Then I got to know two women and their mom, and while reading The Art of Cooking and Serving and The Boys At The Lab in my ears I could hear the lyrics "Things we lost to the flames / Things we'll never see again / All that we've amassed / Sits before us, shattered into ash." (by Bastille).
And then I realized what you do to me. It was a pleasent feeling, but if I read your work I could hear really music. And when I did, the story in front of me stayed with me. And it was strange, I'll admit, that every review I've read spoke of son, but I saw a daughter - perhaps because I saw myself - narrating the story of her sick father as he tells her about the The Labrador Fiasco. I can't tell you if the story ever said he or she, because I could never read it back. It was too real, like a picture from the future - my future - and I wasn't ready to see it yet. We also read Tricks with Mirrors, which very accurately reflected they way I let the ones I love use me - shamelessly to add - and I heard in my head "When we fall in love/ We're just falling/ In love with ourselves/ We're spiraling" (by Keane), not to mention the Variations on The Word Love, which for me had a very painful tone. Painful, yes, but something I could write myself and then You Made Your Escape and at first I felt that sense of relief when you realize that you are no longer in love, no longer have that unsatiable desire toward someone, who doesn't love you back and-- wait. "(...) nothing/ remembers you but the bruises/ on my thighs and the inside of my skull." ... This is about rape, isn't it? Goddamn it Margaret! NOT AGAIN! It was going so well for the two of us, we didn't fight anymore, we even found our common tone. What happened, I wonder, is it the fear that makes you write about it, or simply the notion that you can? Did you grow up knowing that such taboo should be talked about instead of being swept under the rug? It would be easy to tell me to avoid stories of yours with such content, but how can I? They are everywhere! Or is that the message perhaps? I don't know.

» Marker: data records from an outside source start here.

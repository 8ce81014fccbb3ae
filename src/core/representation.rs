//! Per-state and per-trigger records of the configuration table.

use super::action::{Action, ArgumentType, Callback};
use super::dynamic::DynamicTarget;
use super::guard::Guard;

/// Where a trigger leads.
#[derive(Clone, Debug)]
pub enum Target<S> {
    /// Fixed next state.
    State(S),
    /// Legal no-op: nothing runs and the state does not change.
    Ignore,
    /// Next state resolved at fire time.
    Dynamic(DynamicTarget<S>),
}

/// A trigger configured for one state.
#[derive(Clone, Debug)]
pub struct TriggerRepresentation<S, T> {
    pub trigger: T,
    pub guard: Option<Guard>,
    pub target: Target<S>,
    /// Argument type the trigger was registered with, `None` for plain
    /// triggers.
    pub argument: Option<ArgumentType>,
    pub action: Action,
}

impl<S, T> TriggerRepresentation<S, T> {
    pub fn is_ignored(&self) -> bool {
        matches!(self.target, Target::Ignore)
    }

    /// Whether any part of this record needs an executor to run.
    pub fn is_async(&self) -> bool {
        self.guard.as_ref().is_some_and(Guard::is_async)
            || matches!(&self.target, Target::Dynamic(resolver) if resolver.is_async())
            || self.action.is_async()
    }
}

/// A configured state with its callbacks and triggers.
#[derive(Clone, Debug)]
pub struct StateRepresentation<S, T> {
    pub state: S,
    pub on_entry: Option<Callback>,
    pub on_exit: Option<Callback>,
    pub triggers: Vec<TriggerRepresentation<S, T>>,
}

impl<S, T: PartialEq> StateRepresentation<S, T> {
    pub fn new(state: S) -> Self {
        Self {
            state,
            on_entry: None,
            on_exit: None,
            triggers: Vec::new(),
        }
    }

    pub fn find_trigger(&self, trigger: &T) -> Option<&TriggerRepresentation<S, T>> {
        self.triggers.iter().find(|rep| rep.trigger == *trigger)
    }

    pub fn is_async(&self) -> bool {
        self.on_entry.as_ref().is_some_and(Callback::is_async)
            || self.on_exit.as_ref().is_some_and(Callback::is_async)
            || self.triggers.iter().any(TriggerRepresentation::is_async)
    }
}

#[cfg(test)]
mod tests {
    use super::*;

    #[test]
    fn find_trigger_matches_by_value() {
        let mut rep: StateRepresentation<&str, &str> = StateRepresentation::new("Off");
        rep.triggers.push(TriggerRepresentation {
            trigger: "Ring",
            guard: None,
            target: Target::State("Ringing"),
            argument: None,
            action: Action::None,
        });

        assert!(rep.find_trigger(&"Ring").is_some());
        assert!(rep.find_trigger(&"Talk").is_none());
    }

    #[test]
    fn async_parts_mark_the_state_async() {
        let mut rep: StateRepresentation<&str, &str> = StateRepresentation::new("Off");
        assert!(!rep.is_async());

        rep.triggers.push(TriggerRepresentation {
            trigger: "Ring",
            guard: Some(Guard::from_async(|| async { true })),
            target: Target::Ignore,
            argument: None,
            action: Action::None,
        });

        assert!(rep.triggers[0].is_ignored());
        assert!(rep.is_async());
    }

    #[test]
    fn async_dynamic_target_marks_the_record_async() {
        let rep: TriggerRepresentation<&str, &str> = TriggerRepresentation {
            trigger: "Redial",
            guard: None,
            target: Target::Dynamic(DynamicTarget::from_async(|| async {
                crate::core::DynamicState::new("Ringing")
            })),
            argument: None,
            action: Action::None,
        };

        assert!(rep.is_async());
        assert!(!rep.is_ignored());
    }
}
//! Bounds for state and trigger values.
//!
//! A machine is generic over the caller's own state and trigger types. Any
//! value that can be compared, hashed, cloned and shared between threads
//! qualifies; both traits are implemented automatically.

use std::fmt::Debug;
use std::hash::Hash;

/// Trait for state machine states.
///
/// States are plain values identifying a position in the machine. They are
/// used as keys of the configuration table, so they must be `Eq + Hash`.
///
/// # Example
///
/// ```rust
/// use liquid_fsm::core::State;
///
/// #[derive(Clone, Copy, PartialEq, Eq, Hash, Debug)]
/// enum Phone {
///     Off,
///     Ringing,
/// }
///
/// fn assert_state<S: State>(_: S) {}
/// assert_state(Phone::Off);
/// ```
pub trait State: Clone + Eq + Hash + Debug + Send + Sync + 'static {}

impl<T> State for T where T: Clone + Eq + Hash + Debug + Send + Sync + 'static {}

/// Trait for state machine triggers.
///
/// A trigger is the stimulus naming which transition to attempt from the
/// current state.
pub trait Trigger: Clone + Eq + Hash + Debug + Send + Sync + 'static {}

impl<T> Trigger for T where T: Clone + Eq + Hash + Debug + Send + Sync + 'static {}

#[cfg(test)]
mod tests {
    use super::*;

    #[derive(Clone, Copy, PartialEq, Eq, Hash, Debug)]
    enum TestState {
        Initial,
        Complete,
    }

    fn is_state<S: State>(_: &S) -> bool {
        true
    }

    fn is_trigger<T: Trigger>(_: &T) -> bool {
        true
    }

    #[test]
    fn enums_are_states() {
        assert!(is_state(&TestState::Initial));
        assert!(is_state(&TestState::Complete));
    }

    #[test]
    fn strings_and_integers_qualify() {
        assert!(is_state(&"idle".to_string()));
        assert!(is_trigger(&42u32));
        assert!(is_trigger(&"go"));
    }
}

You are no fairy tale, let me tell you that!

Having had an inside look I know what it is about your style that just simply wasn't meant for me. But having written so many things, I'm not afraid to say that I will surely encounter more of your work that I will like. The Dead Hand Loves You is open here by my side right now, and I'm in chapter three in The Handmaid's Tale. However, having started writing this story I couldn't help but wish to dig deeper. I just... I had to know what was it that made it so easy for me to hate you blindly.
Then I got it. And it's stupid, you know? I feel like such a fool for not seeing it. I write myself - and all of them - all of my friends that one summer had my books. I gave it to them. I entrusted them with my work. Some people think it's easy, because I'm outgoing and have a blog and so on. It's not. Stephen King once said that "Fear is the root of all bad writing", and he wasn't lying. You said it in a way yourself in The Blind Assassin "The only way you can write the truth is to assume that what you set down will never be read". So when I pour my heart out in my work I have to be strong enough to give it to someone else to get some feedback. Because I need the criticism, I know I do, every artist does! And that summer... that summer they all had one book in their hands. All yours. None mine.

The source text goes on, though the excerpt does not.